In short many women are sleeping safer tonight because of the Hague convention. There is a bigger picture here. The mum broke the law in a calculated and manipulative fashion. The fact you seemingly don't care about any of these things just shows me how blinkered you are to the facts rather than the rhetoric.

GoldShip · 07/10/2012 15:50

Nice guy - the rest of you might but I'm not arguing with you and trying to change your opinion am I? So let me have my comment and you can have yours.

nkf · 07/10/2012 15:53

The mother was wrong. Entirely wrong to take the kids away. She is the creator of any trauma the children have been subjected to.

differentnameforthis · 07/10/2012 16:03

Darkesteyeswithflecksofgold

They live in Florence.

LineRunner · 07/10/2012 16:06

The police and other agencies do have rules, irrespective of the 'cause' of any domestic situation.

differentnameforthis · 07/10/2012 16:10

Not sure I follow, Line!

Xenia · 07/10/2012 16:11

The law has to be strict otherwise other parents are incentivised to break it. There are few international abductions. A much more common issue is mother refuses father ever to see children are a divorce/separation. The courts do not act for 6 months because it takes ages to get reports. By that time children hate father and refuse to see him. Court experts say child does not want to see father end of story. It's very very unjust.

If we could get these cases before a court within 7 days of the mother refusing the contact visit we would have a much fairer situation without this terrible dilemma of children bonded to parent they live with due to lapse of time.

We all probably remember the English lady whose children were taken to Germany by their father (Germany is another bad one in not enforcing this convention very well - you can almost make a list of men never to marry from these countries as you might lose your chidlren and Muslim states). They then learned of course only German and in due course, years never wanted to see their mother. She married the British ambassador to the US but I don't think she reall even now the chidlren are adult will quite have got them "back" emotionally.

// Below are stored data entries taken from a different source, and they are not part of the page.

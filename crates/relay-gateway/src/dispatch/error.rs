//! Handler error types

use thiserror::Error;

/// Error returned by a caller-registered event handler
///
/// Handler errors are logged and dropped; they never affect the session.
#[derive(Debug, Error)]
pub enum HandlerError {
    /// The event payload did not have the expected shape
    #[error("Invalid payload: {0}")]
    InvalidPayload(String),

    /// Payload could not be deserialized
    #[error("Deserialize error: {0}")]
    Json(#[from] serde_json::Error),

    /// Downstream collaborator (cache, database, ...) failed
    #[error("Handler failed: {0}")]
    Failed(String),

    /// Any other error
    #[error(transparent)]
    Other(#[from] anyhow::Error),
}

impl HandlerError {
    /// Create an invalid payload error
    #[must_use]
    pub fn invalid_payload(msg: impl std::fmt::Display) -> Self {
        Self::InvalidPayload(msg.to_string())
    }
}

/// Handler result type
pub type HandlerResult<T = ()> = Result<T, HandlerError>;
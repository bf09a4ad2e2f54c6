//! Gateway Integration Tests
//!
//! Drive real clients over real WebSocket connections against the in-process
//! mock gateway. No external services are needed.
//!
//! Run with: cargo test -p integration-tests --test gateway_tests

use integration_tests::{
    eventually, recording_table, refused_addr, test_config, unique_token, MockGateway, MockOptions,
};
use relay_common::{BackoffSettings, GatewaySettings};
use relay_gateway::protocol::{CloseCode, OpCode};
use relay_gateway::{
    ClientExit, ClientStatus, Credentials, DispatchTable, FleetSupervisor, GatewayClient,
    GatewayConfig,
};
use std::sync::Arc;
use std::time::Duration;
use tokio::task::JoinHandle;
use tokio_util::sync::CancellationToken;

const WAIT: Duration = Duration::from_secs(10);

fn spawn_client(
    config: GatewayConfig,
    token: &str,
    dispatch: DispatchTable,
) -> (Arc<GatewayClient>, CancellationToken, JoinHandle<ClientExit>) {
    let client = Arc::new(GatewayClient::new(
        Arc::new(config),
        Credentials::new(token),
        Arc::new(dispatch),
    ));
    let cancel = CancellationToken::new();
    let handle = tokio::spawn({
        let client = client.clone();
        let cancel = cancel.clone();
        async move { client.run(cancel).await }
    });
    (client, cancel, handle)
}

async fn wait_for_status(client: &GatewayClient, status: ClientStatus) {
    let mut rx = client.subscribe();
    tokio::time::timeout(WAIT, rx.wait_for(|s| *s == status))
        .await
        .expect("timed out waiting for status")
        .expect("status channel closed");
}

// ============================================================================
// Handshake Tests
// ============================================================================

#[tokio::test]
async fn test_identify_ready_presence() {
    let gateway = MockGateway::start().await.unwrap();
    let token = unique_token();
    let (table, mut readies) = recording_table("READY");
    let (client, cancel, handle) = spawn_client(test_config(&gateway.url(), 3), &token, table);

    wait_for_status(&client, ClientStatus::Ready).await;

    let ready = tokio::time::timeout(WAIT, readies.recv()).await.unwrap().unwrap();
    assert_eq!(ready.data["session_id"], "sess-1");
    assert_eq!(ready.sequence, Some(1));
    assert_eq!(&*ready.client_id, client.id());

    assert!(eventually(WAIT, || !gateway.frames_with_op(OpCode::PresenceUpdate).is_empty()).await);
    let identify = &gateway.frames_with_op(OpCode::Identify)[0];
    assert_eq!(identify.d["token"], token.as_str());
    assert_eq!(identify.d["compress"], false);
    assert_eq!(identify.d["properties"]["os"], "Linux");

    cancel.cancel();
    assert_eq!(handle.await.unwrap(), ClientExit::Stopped);
    assert_eq!(client.status(), ClientStatus::Stopped);
}

#[tokio::test]
async fn test_compressed_stream() {
    let gateway = MockGateway::start_with(MockOptions {
        compress: true,
        ..MockOptions::default()
    })
    .await
    .unwrap();
    let (table, mut readies) = recording_table("READY");
    let (client, cancel, handle) = spawn_client(test_config(&gateway.url(), 3), &unique_token(), table);

    wait_for_status(&client, ClientStatus::Ready).await;
    let ready = tokio::time::timeout(WAIT, readies.recv()).await.unwrap().unwrap();
    assert_eq!(ready.data["session_id"], "sess-1");
    assert_eq!(ready.data["user"]["username"], "mock");
    assert!(!gateway.frames_with_op(OpCode::Identify).is_empty());

    cancel.cancel();
    handle.await.unwrap();
}

#[tokio::test]
async fn test_heartbeats_carry_sequence_and_get_acked() {
    let gateway = MockGateway::start_with(MockOptions {
        heartbeat_interval_ms: 300,
        ..MockOptions::default()
    })
    .await
    .unwrap();
    let (client, cancel, handle) =
        spawn_client(test_config(&gateway.url(), 3), &unique_token(), DispatchTable::empty());

    wait_for_status(&client, ClientStatus::Ready).await;
    assert!(eventually(WAIT, || gateway.frames_with_op(OpCode::Heartbeat).len() >= 3).await);

    for heartbeat in gateway.frames_with_op(OpCode::Heartbeat) {
        assert_eq!(heartbeat.d, 1);
    }
    // acks keep the connection alive, so no reconnect happened
    assert_eq!(gateway.connections(), 1);
    assert_eq!(client.status(), ClientStatus::Ready);

    cancel.cancel();
    handle.await.unwrap();
}

// ============================================================================
// Reconnect Tests
// ============================================================================

#[tokio::test]
async fn test_reconnect_resumes_session() {
    let gateway = MockGateway::start_with(MockOptions {
        reconnect_after_first_ready: true,
        ..MockOptions::default()
    })
    .await
    .unwrap();
    let token = unique_token();
    let (client, cancel, handle) =
        spawn_client(test_config(&gateway.url(), 3), &token, DispatchTable::empty());

    assert!(eventually(WAIT, || !gateway.frames_with_op(OpCode::Resume).is_empty()).await);

    let resume = &gateway.frames_with_op(OpCode::Resume)[0];
    assert_eq!(resume.connection, 2);
    assert_eq!(resume.d["session_id"], "sess-1");
    assert_eq!(resume.d["seq"], 1);
    assert_eq!(resume.d["token"], token.as_str());
    assert_eq!(gateway.frames_with_op(OpCode::Identify).len(), 1);

    wait_for_status(&client, ClientStatus::Ready).await;
    cancel.cancel();
    assert_eq!(handle.await.unwrap(), ClientExit::Stopped);
}

#[tokio::test]
async fn test_invalidated_session_identifies_again() {
    let gateway = MockGateway::start_with(MockOptions {
        invalidate_first: true,
        ..MockOptions::default()
    })
    .await
    .unwrap();
    let (client, cancel, handle) =
        spawn_client(test_config(&gateway.url(), 3), &unique_token(), DispatchTable::empty());

    wait_for_status(&client, ClientStatus::Ready).await;

    let identifies = gateway.frames_with_op(OpCode::Identify);
    assert_eq!(identifies.len(), 2);
    assert_eq!(identifies[0].connection, 1);
    assert_eq!(identifies[1].connection, 2);
    assert!(gateway.frames_with_op(OpCode::Resume).is_empty());

    cancel.cancel();
    handle.await.unwrap();
}

#[tokio::test]
async fn test_exactly_max_attempts() {
    let token = unique_token();
    let gateway = MockGateway::start_with(MockOptions {
        reject_tokens: [token.clone()].into(),
        reject_code: 4000,
        ..MockOptions::default()
    })
    .await
    .unwrap();
    let (client, _cancel, handle) =
        spawn_client(test_config(&gateway.url(), 4), &token, DispatchTable::empty());

    let exit = tokio::time::timeout(WAIT, handle).await.unwrap().unwrap();
    assert_eq!(exit, ClientExit::Exhausted { attempts: 4 });
    assert_eq!(gateway.connections(), 4);
    assert_eq!(client.status(), ClientStatus::Exhausted);
}

#[tokio::test]
async fn test_reconnect_without_ready_is_bounded() {
    let gateway = MockGateway::start_with(MockOptions {
        reconnect_before_ready: true,
        ..MockOptions::default()
    })
    .await
    .unwrap();
    let (client, _cancel, handle) =
        spawn_client(test_config(&gateway.url(), 3), &unique_token(), DispatchTable::empty());

    let exit = tokio::time::timeout(WAIT, handle).await.unwrap().unwrap();
    assert_eq!(exit, ClientExit::Exhausted { attempts: 3 });
    assert_eq!(gateway.connections(), 3);
    assert_eq!(gateway.frames_with_op(OpCode::Identify).len(), 3);
    assert!(gateway.frames_with_op(OpCode::Resume).is_empty());
    assert_eq!(client.status(), ClientStatus::Exhausted);
}

#[tokio::test]
async fn test_authentication_failure_stops_immediately() {
    let token = unique_token();
    let gateway = MockGateway::start_with(MockOptions {
        reject_tokens: [token.clone()].into(),
        reject_code: 4004,
        ..MockOptions::default()
    })
    .await
    .unwrap();
    let (client, _cancel, handle) =
        spawn_client(test_config(&gateway.url(), 5), &token, DispatchTable::empty());

    let exit = tokio::time::timeout(WAIT, handle).await.unwrap().unwrap();
    assert_eq!(exit, ClientExit::Rejected(CloseCode::AuthenticationFailed));
    assert_eq!(gateway.connections(), 1);
    assert_eq!(client.status(), ClientStatus::Rejected);
}

#[tokio::test]
async fn test_refused_connection_exhausts() {
    let addr = refused_addr().await.unwrap();
    let config = test_config(&format!("ws://{addr}"), 3);
    let (client, _cancel, handle) = spawn_client(config, &unique_token(), DispatchTable::empty());

    let exit = tokio::time::timeout(WAIT, handle).await.unwrap().unwrap();
    assert_eq!(exit, ClientExit::Exhausted { attempts: 3 });
    assert_eq!(client.status(), ClientStatus::Exhausted);
}

// ============================================================================
// Fleet Tests
// ============================================================================

#[tokio::test]
async fn test_fleet_of_five_with_one_bad_token() {
    let tokens: Vec<String> = (0..5).map(|_| unique_token()).collect();
    let bad = tokens[2].clone();
    let bad_id: String = bad.chars().take(18).collect();

    let gateway = MockGateway::start_with(MockOptions {
        reject_tokens: [bad].into(),
        ..MockOptions::default()
    })
    .await
    .unwrap();

    let fleet = FleetSupervisor::new(test_config(&gateway.url(), 3), DispatchTable::empty(), tokens);
    fleet.start_all();

    assert!(
        eventually(WAIT, || {
            fleet.exhausted_count() == 1
                && fleet
                    .statuses()
                    .iter()
                    .filter(|(_, s)| *s == ClientStatus::Ready)
                    .count()
                    == 4
        })
        .await,
        "fleet statuses: {:?}",
        fleet.statuses()
    );
    assert_eq!(fleet.status(&bad_id), Some(ClientStatus::Exhausted));
    assert_eq!(fleet.running_count(), 4);

    fleet.shutdown();
    let report = tokio::time::timeout(WAIT, fleet.join()).await.unwrap();
    assert_eq!(report.count(ClientStatus::Stopped), 4);
    assert_eq!(report.count(ClientStatus::Exhausted), 1);
    assert!(report.all_terminal());
}

#[tokio::test]
async fn test_fleet_from_loaded_settings() {
    let gateway = MockGateway::start().await.unwrap();
    let settings = GatewaySettings {
        url: gateway.url(),
        ..GatewaySettings::default()
    };
    let backoff = BackoffSettings {
        max_reconnects: 2,
        base_ms: 10,
        max_ms: 20,
        jitter_ms: 0,
        ..BackoffSettings::default()
    };

    let fleet = FleetSupervisor::new(
        GatewayConfig::from_settings(&settings, &backoff),
        DispatchTable::empty(),
        vec![unique_token(), unique_token()],
    );
    fleet.start_all();
    assert!(eventually(WAIT, || gateway.readies() == 2).await);

    fleet.shutdown();
    let report = tokio::time::timeout(WAIT, fleet.join()).await.unwrap();
    assert_eq!(report.count(ClientStatus::Stopped), 2);
}
//! Heartbeat management
//!
//! Keeps one physical connection alive after HELLO and detects read stalls.

mod manager;
mod state;

pub use manager::{acknowledge, send_heartbeat, HeartbeatConfig, HeartbeatExit, HeartbeatManager};
pub use state::HeartbeatState;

I suppose the moral is never marry a foreigner as you might lose your children.

niceguy2 · 07/10/2012 19:13

Goldship. Of course you are entitled to your own opinion. And I am a firm believer of free speech. You comment away. I'm not trying to deny you your opinion. Just merely point out why I think your opinion is wrong.

You are more than welcome to do the same for mine. That's when it becomes a debate.